Data excerpts:
+++

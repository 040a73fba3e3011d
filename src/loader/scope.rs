//! Per-view cancellation scope.
//!
//! Each page load gets its own scope, a child of the server's shutdown
//! token. Results that arrive after the scope is cancelled are discarded.

use std::future::Future;
use tokio_util::sync::CancellationToken;

#[derive(Debug)]
pub struct ViewScope {
    token: CancellationToken,
}

impl ViewScope {
    pub fn new(parent: &CancellationToken) -> Self {
        Self {
            token: parent.child_token(),
        }
    }

    /// Standalone scope with no parent.
    pub fn detached() -> Self {
        Self {
            token: CancellationToken::new(),
        }
    }

    /// Drive `fut` to completion unless the scope is cancelled first.
    /// A result that lands after cancellation is dropped as well.
    pub async fn run<F: Future>(&self, fut: F) -> Option<F::Output> {
        let out = tokio::select! {
            biased;
            _ = self.token.cancelled() => return None,
            out = fut => out,
        };
        if self.token.is_cancelled() {
            return None;
        }
        Some(out)
    }

    pub fn close(&self) {
        self.token.cancel();
    }

    pub fn is_closed(&self) -> bool {
        self.token.is_cancelled()
    }

    pub fn token(&self) -> &CancellationToken {
        &self.token
    }
}

impl Drop for ViewScope {
    fn drop(&mut self) {
        self.token.cancel();
    }
}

+++

* **TASK DIRECTIONS**: Only lines containing the word "None" matter here: count them in the entries and give the number, nothing else.

* **SOLUTION FOR THIS TASK**: 2